Age at Cancer Diagnosis Key in Determining Later Cardiac Risk

The younger the age at diagnosis, the greater the risk, study suggests
heart model
heart model

TUESDAY, Nov. 8, 2016 (HealthDay News) -- The age at which cancer survivors are diagnosed with their disease may help predict their risk of death from cardiac disease, according to research published online Nov. 7 in Circulation.

The new study analyzed data on 200,945 cancer survivors in the United Kingdom. They were between ages 15 and 39 when diagnosed and survived at least five years. The study participants were diagnosed between 1971 and 2006, and followed until 2014.

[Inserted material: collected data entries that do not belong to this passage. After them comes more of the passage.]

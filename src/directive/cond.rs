//! `rs-if`: comparison conditions toggling visibility classes

use once_cell::sync::Lazy;
use regex::Regex;
use serde_json::{Map, Value};
use tracing::{trace, warn};

use crate::constants::IF_ATTR;
use crate::dom::NodeId;
use crate::expr::{self, Frame};
use crate::path;
use crate::store::ReactiveStore;
use crate::template;
use crate::value::{
    display, is_truthy, loose_equals, number_value, parse_number, relational, strict_equals,
};

/// `<left> <op> <right>`; longest operators first so `===` never reads as `==`
static COMPARISON: Lazy<Regex> = Lazy::new(|| {
    Regex::new(r"^\s*([^=!<>]+?)\s*(===|!==|==|!=|<=|>=|<|>)\s*(.*?)\s*$").unwrap()
});

/// Plain path: identifiers, dots and brackets only
static PLAIN_PATH: Lazy<Regex> =
    Lazy::new(|| Regex::new(r#"^[A-Za-z_$][\w$]*(?:\.[\w$]+|\[[^\]]+\])*$"#).unwrap());

#[derive(Debug, Clone, Copy, PartialEq, Eq)]
enum CompareOp {
    StrictEq,
    StrictNe,
    Eq,
    Ne,
    Lt,
    Gt,
    Le,
    Ge,
}

impl CompareOp {
    fn parse(op: &str) -> Option<Self> {
        Some(match op {
            "===" => CompareOp::StrictEq,
            "!==" => CompareOp::StrictNe,
            "==" => CompareOp::Eq,
            "!=" => CompareOp::Ne,
            "<" => CompareOp::Lt,
            ">" => CompareOp::Gt,
            "<=" => CompareOp::Le,
            ">=" => CompareOp::Ge,
            _ => return None,
        })
    }

    fn is_strict(self) -> bool {
        matches!(self, CompareOp::StrictEq | CompareOp::StrictNe)
    }
}

/// Right-hand operand and whether it was written as a quoted literal
///
/// `null` and `undefined` are read as literals, not as the strings "null" and "undefined".
fn right_operand(raw: &str, frame: &Frame<'_>) -> (Option<Value>, bool) {
    let raw = raw.trim();
    for quote in ['"', '\''] {
        if raw.len() >= 2 && raw.starts_with(quote) && raw.ends_with(quote) {
            return (Some(Value::String(raw[1..raw.len() - 1].to_string())), true);
        }
    }
    match raw {
        "true" => return (Some(Value::Bool(true)), false),
        "false" => return (Some(Value::Bool(false)), false),
        "null" => return (Some(Value::Null), false),
        "undefined" => return (None, false),
        _ => {}
    }
    if let Some(v) = parse_number(raw).and_then(number_value) {
        return (Some(v), false);
    }
    match lookup(frame, raw) {
        Some(v) => (Some(v), false),
        None => (Some(Value::String(raw.to_string())), false),
    }
}

/// Resolve against loop locals first, then as a store path, then as a plain key
fn lookup(frame: &Frame<'_>, token: &str) -> Option<Value> {
    let token = token.trim();
    let base = template::base_name(token);
    if let Some(local) = frame.local(base) {
        let rest = &token[base.len()..];
        let rest = rest.strip_prefix('.').unwrap_or(rest);
        if rest.is_empty() {
            return Some(local.clone());
        }
        return path::resolve_on(local, frame.globals(), rest);
    }
    let values = frame.globals();
    path::resolve(values, token).or_else(|| values.get(token).cloned())
}

/// Numeric form of a value, kept only when it prints back to the same text
///
/// `"007"` stays a string; `"7"` becomes `7`.
fn coerce(value: Option<Value>) -> Option<Value> {
    let Some(original) = value else {
        return None;
    };
    if original.is_null() || original.is_number() {
        return Some(original);
    }
    let text = display(&original);
    let coerced = parse_number(&text)
        .filter(|_| !text.trim().is_empty())
        .and_then(number_value);
    match coerced {
        Some(num) if display(&num) == text => Some(num),
        _ => Some(original),
    }
}

/// Evaluate an `rs-if` expression against the store
pub fn evaluate_condition(expression: &str, values: &Map<String, Value>) -> bool {
    evaluate_condition_in(expression, &Frame::new(values))
}

/// Evaluate an `rs-if` expression with loop locals shadowing the store
pub fn evaluate_condition_in(expression: &str, frame: &Frame<'_>) -> bool {
    let Some(caps) = COMPARISON.captures(expression) else {
        return bare_condition(expression, frame);
    };
    let (Some(left), Some(op), Some(right)) = (caps.get(1), caps.get(2), caps.get(3)) else {
        return bare_condition(expression, frame);
    };
    let Some(op) = CompareOp::parse(op.as_str()) else {
        return bare_condition(expression, frame);
    };

    let mut l = lookup(frame, left.as_str());
    let (mut r, quoted) = right_operand(right.as_str(), frame);

    if !op.is_strict() && !quoted {
        l = coerce(l);
        r = coerce(r);
    }

    if matches!(l, None | Some(Value::Null)) {
        return match op {
            CompareOp::StrictEq => strict_equals(l.as_ref(), r.as_ref()),
            CompareOp::StrictNe => !strict_equals(l.as_ref(), r.as_ref()),
            CompareOp::Eq => loose_equals(l.as_ref(), r.as_ref()),
            CompareOp::Ne => !loose_equals(l.as_ref(), r.as_ref()),
            _ => false,
        };
    }

    let (l, r) = (l.as_ref(), r.as_ref());
    match op {
        CompareOp::StrictEq => strict_equals(l, r),
        CompareOp::StrictNe => !strict_equals(l, r),
        CompareOp::Eq => loose_equals(l, r),
        CompareOp::Ne => !loose_equals(l, r),
        CompareOp::Lt => relational(l, r).is_some_and(|o| o.is_lt()),
        CompareOp::Gt => relational(l, r).is_some_and(|o| o.is_gt()),
        CompareOp::Le => relational(l, r).is_some_and(|o| o.is_le()),
        CompareOp::Ge => relational(l, r).is_some_and(|o| o.is_ge()),
    }
}

/// Truthiness of a path, or of a full expression when it is not a plain path
fn bare_condition(expression: &str, frame: &Frame<'_>) -> bool {
    let expression = expression.trim();
    if expression.is_empty() {
        return false;
    }
    if PLAIN_PATH.is_match(expression) {
        return is_truthy(lookup(frame, expression).as_ref());
    }
    match expr::evaluate(expression, frame) {
        Ok(value) => is_truthy(value.as_ref()),
        Err(e) => {
            warn!(expression, error = %e, "rs-if expression failed, treating as false");
            false
        }
    }
}

/// Store variables an `rs-if` expression reads
pub fn condition_variables(expression: &str) -> Vec<String> {
    let mut vars = Vec::new();
    let mut push = |token: &str| {
        for var in template::dependencies(token) {
            if !vars.contains(&var) {
                vars.push(var);
            }
        }
    };

    if let Some(caps) = COMPARISON.captures(expression) {
        if let Some(left) = caps.get(1) {
            push(left.as_str().trim());
        }
        if let Some(right) = caps.get(3) {
            let right = right.as_str().trim();
            let literal = right.starts_with(['"', '\''])
                || matches!(right, "true" | "false" | "null" | "undefined")
                || parse_number(right).is_some();
            if !literal && PLAIN_PATH.is_match(right) {
                push(right);
            }
        }
        return vars;
    }

    let expression = expression.trim();
    if PLAIN_PATH.is_match(expression) {
        push(expression);
    } else if let Ok(parsed) = expr::parse(expression) {
        for ident in parsed.identifiers() {
            push(ident);
        }
    }
    vars
}

impl ReactiveStore {
    /// Toggle the show/hide classes from the element's current `rs-if`
    pub(crate) fn render_if(&mut self, node: NodeId) {
        let Some(expression) = self.doc.attr(node, IF_ATTR).map(str::to_string) else {
            return;
        };
        let visible = match self.loop_locals(node) {
            Some(locals) => evaluate_condition_in(&expression, &locals.frame(&self.values)),
            None => evaluate_condition(&expression, &self.values),
        };
        trace!(node = %node, expression = %expression, visible, "rs-if");

        let (show, hide) = (self.config.show_class.clone(), self.config.hide_class.clone());
        self.doc.toggle_class(node, &show, visible);
        self.doc.toggle_class(node, &hide, !visible);
    }
}

#[cfg(test)]
mod tests {
    use super::*;
    use serde_json::json;

    fn store(value: Value) -> Map<String, Value> {
        match value {
            Value::Object(map) => map,
            _ => panic!("store fixture must be an object"),
        }
    }

    #[test]
    fn strict_equality_does_not_coerce() {
        let values = store(json!({"count": 3, "label": "3"}));
        assert!(evaluate_condition("count === 3", &values));
        assert!(!evaluate_condition("label === 3", &values));
        assert!(evaluate_condition("label !== 3", &values));
    }

    #[test]
    fn loose_equality_coerces_numbers() {
        let values = store(json!({"count": 3, "label": "3"}));
        assert!(evaluate_condition("count == \"3\"", &values));
        assert!(evaluate_condition("label == 3", &values));
        assert!(evaluate_condition("count != 4", &values));
    }

    #[test]
    fn coercion_keeps_leading_zero_strings() {
        let values = store(json!({"code": "007"}));
        assert!(evaluate_condition("code == '007'", &values));
        assert!(!evaluate_condition("code === 7", &values));
        assert_eq!(coerce(Some(json!("007"))), Some(json!("007")));
        assert_eq!(coerce(Some(json!("7"))), Some(json!(7)));
    }

    #[test]
    fn relational_and_paths() {
        let values = store(json!({"todos": [1, 2, 3], "limit": 2}));
        assert!(evaluate_condition("todos.length > 2", &values));
        assert!(evaluate_condition("todos.length >= limit", &values));
        assert!(!evaluate_condition("todos.length < limit", &values));
    }

    #[test]
    fn null_left_side() {
        let values = store(json!({"user": null}));
        assert!(evaluate_condition("user == null", &values));
        assert!(evaluate_condition("missing === undefined", &values));
        assert!(!evaluate_condition("missing > 0", &values));
        assert!(!evaluate_condition("missing.x == 0", &values));
    }

    #[test]
    fn bare_truthiness() {
        let values = store(json!({"open": true, "empty": "", "user": {"name": "Ada"}}));
        assert!(evaluate_condition("open", &values));
        assert!(!evaluate_condition("empty", &values));
        assert!(evaluate_condition("user.name", &values));
        assert!(!evaluate_condition("!open", &values));
        assert!(evaluate_condition("open && user", &values));
        assert!(!evaluate_condition("missing", &values));
    }

    #[test]
    fn loop_locals_shadow_the_store() {
        let values = store(json!({"t": false, "limit": 2}));
        let frame = Frame::new(&values)
            .with_local("t", json!({"done": true, "n": 3, "tags": ["x"]}))
            .with_local("index", json!(1));
        assert!(evaluate_condition_in("t.done", &frame));
        assert!(evaluate_condition_in("t.n >= limit", &frame));
        assert!(evaluate_condition_in("t.tags[0] === 'x'", &frame));
        assert!(evaluate_condition_in("index === 1", &frame));
        assert!(!evaluate_condition_in("t.missing", &frame));
        assert!(!evaluate_condition("t.done", &values));
    }

    #[test]
    fn variables_of_conditions() {
        assert_eq!(condition_variables("count === 3"), vec!["count"]);
        assert_eq!(condition_variables("todos.length >= limit"), vec!["todos", "limit"]);
        assert_eq!(condition_variables("page[active] == 'x'"), vec!["page", "active"]);
        assert_eq!(condition_variables("open && !closed"), vec!["open", "closed"]);
    }
}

The researchers found that 6 percent of deaths were attributed to cardiac disease. Cancer patients diagnosed in their teens had a more than four-fold higher risk of death from cardiac disease than patients who didn't have cancer. In comparison, those diagnosed at ages 35 to 39 had a 1.2 times higher risk of cardiac disease versus similar-aged people. The impact of young age at diagnosis seemed to be most crucial in survivors of Hodgkin's lymphoma: 7 percent of those diagnosed from ages 15 to 19 died of cardiac disease by age 55, compared to 2 percent of those diagnosed in their late 30s.

"Survivors of Hodgkin lymphoma, acute myeloid leukemia, genitourinary cancers other than bladder cancer, non-Hodgkin lymphoma, lung cancer, leukemia other than acute myeloid, central nervous system tumor, cervical cancer, and breast cancer experienced 3.8, 2.7, 2.0, 1.7, 1.7, 1.6, 1.4, 1.3, and 1.2 times the number of cardiac deaths expected from the general population, respectively," the authors write.